Drops of moisture gather from
the canal to meet morning’s cool
soil, but on equal terms. Low-lying
fog forms in a soft hug. Its white
hedge slices the open pasture,
emerges as a boundary. A strange
resemblance to the borders in your
heart, marked by years. Insistence
that you see both sides, remember
what you loved in those spaces of
before and after
here. How walking
back on the orchard’s west side,
after the rising sun has lifted and
angles itself, its orb like a pointer
beams from the horizon. Light
columns through and over rows
of almond trees. Their hungry
silhouettes fall in long-reaching
shadows across the green ocean
of alfalfa. You catch treescape
in time that sighs, just as
moment and light shrink
as if to say
open yourself and feel what earth
offers. Language this flux, the heat
and gold of a body spinning, flash
of illumination, rhythm of absence
and longing.
1. When you revise, what does your process look like—from first pass to final polish?
When I am in a revision stage, sometimes I pare my poems down to bare tercets before taking them back to a more expansive form which helps me carve away to their essence.
2. What’s on your nightstand right now—anything you’re currently reading (or meaning to start)?
I am currently obsessed with Jane Hirshfied's After. I have been drawn to her meditative examination of of the human condition and her "assay" form that uses poetic inquiry to explore concepts and the world around her.

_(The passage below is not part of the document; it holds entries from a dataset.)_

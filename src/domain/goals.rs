//! Savings goals with incremental contributions.

use chrono::{DateTime, NaiveDate, Utc};
use rust_decimal::Decimal;
use serde::{Deserialize, Serialize};
use std::fmt;
use std::str::FromStr;

use super::error::PaisaError;
use super::money::{self, BALANCE_DIGITS, check_money};

#[derive(Debug, Clone, Copy, PartialEq, Eq, Serialize, Deserialize)]
#[serde(rename_all = "snake_case")]
pub enum GoalType {
    EmergencyFund,
    Travel,
    Gadget,
    Education,
    Investment,
    Other,
}

impl GoalType {
    pub fn as_str(&self) -> &'static str {
        match self {
            GoalType::EmergencyFund => "emergency_fund",
            GoalType::Travel => "travel",
            GoalType::Gadget => "gadget",
            GoalType::Education => "education",
            GoalType::Investment => "investment",
            GoalType::Other => "other",
        }
    }
}

impl fmt::Display for GoalType {
    fn fmt(&self, f: &mut fmt::Formatter<'_>) -> fmt::Result {
        f.write_str(self.as_str())
    }
}

impl FromStr for GoalType {
    type Err = PaisaError;

    fn from_str(s: &str) -> Result<Self, Self::Err> {
        match s {
            "emergency_fund" => Ok(GoalType::EmergencyFund),
            "travel" => Ok(GoalType::Travel),
            "gadget" => Ok(GoalType::Gadget),
            "education" => Ok(GoalType::Education),
            "investment" => Ok(GoalType::Investment),
            "other" => Ok(GoalType::Other),
            other => Err(PaisaError::validation(
                "goal_type",
                format!("unknown goal type '{other}'"),
            )),
        }
    }
}

#[derive(Debug, Clone, PartialEq, Serialize)]
pub struct FinancialGoal {
    pub id: i64,
    pub user_id: i64,
    pub title: String,
    pub goal_type: GoalType,
    pub target_amount: Decimal,
    pub saved_amount: Decimal,
    pub target_date: NaiveDate,
    pub is_achieved: bool,
    pub created_at: DateTime<Utc>,
}

impl FinancialGoal {
    /// Saved over target as a percentage, capped at 100.
    pub fn progress_percentage(&self) -> Decimal {
        if self.target_amount <= Decimal::ZERO {
            return Decimal::ZERO;
        }
        money::percent(self.saved_amount, self.target_amount)
            .unwrap_or(Decimal::ONE_HUNDRED)
            .min(Decimal::ONE_HUNDRED)
    }

    pub fn remaining(&self) -> Decimal {
        (self.target_amount - self.saved_amount).max(Decimal::ZERO)
    }

    /// Apply a contribution, returning the new saved amount and whether the
    /// goal is now achieved.
    pub fn contribute(&self, amount: Decimal) -> Result<(Decimal, bool), PaisaError> {
        if self.is_achieved {
            return Err(PaisaError::InvalidAmount {
                reason: "goal is already achieved".into(),
            });
        }
        if amount < Decimal::ONE {
            return Err(PaisaError::InvalidAmount {
                reason: "contribution must be at least 1".into(),
            });
        }
        check_money("amount", amount, BALANCE_DIGITS)?;
        let remaining = self.remaining();
        if amount > remaining {
            return Err(PaisaError::InvalidAmount {
                reason: format!("contribution exceeds the remaining {remaining}"),
            });
        }
        let saved = money::add(self.saved_amount, amount)?;
        Ok((saved, saved >= self.target_amount))
    }
}

/// Goal as listed to the user.
#[derive(Debug, Clone, PartialEq, Serialize)]
pub struct GoalView {
    #[serde(flatten)]
    pub goal: FinancialGoal,
    pub progress_percentage: Decimal,
}

impl From<FinancialGoal> for GoalView {
    fn from(goal: FinancialGoal) -> Self {
        GoalView {
            progress_percentage: goal.progress_percentage(),
            goal,
        }
    }
}

#[derive(Debug, Clone, PartialEq, Deserialize)]
pub struct NewGoal {
    pub title: String,
    pub goal_type: GoalType,
    pub target_amount: Decimal,
    pub target_date: NaiveDate,
}

impl NewGoal {
    pub fn validate(&self, today: NaiveDate) -> Result<(), PaisaError> {
        let title = self.title.trim();
        if title.is_empty() {
            return Err(PaisaError::validation("title", "cannot be empty"));
        }
        if title.chars().count() > 200 {
            return Err(PaisaError::validation("title", "must be at most 200 characters"));
        }
        if self.target_amount <= Decimal::ZERO {
            return Err(PaisaError::validation(
                "target_amount",
                "must be greater than zero",
            ));
        }
        check_money("target_amount", self.target_amount, BALANCE_DIGITS)?;
        if self.target_date <= today {
            return Err(PaisaError::validation(
                "target_date",
                "Target date must be in the future.",
            ));
        }
        Ok(())
    }
}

3. When you sit down to write, what’s your writing process—how do you go from idea to finished draft?
Jeanine Walker's "Four Minute Poem" is one way I often begin my writing. Her short but focused "quickwrite" helps me draft ideas that I often take through a full writing process.
4. Anything else we should know - upcoming book, personal website?
My first chapbook, Orchard Language was published in October (Finishing Line Press). My poems highlight the joys of living in –– and being stewards of an almond orchard in Central California.
Kathy Pon lives with her husband and two dogs on an almond orchard in Central California. Her chapbook, Orchard Language (Finishing Line Press) was published in October, 2025. Her poems have been featured in Passengers Journal, Canary, RockPaperPoem, The Closed Eye Open, and other places.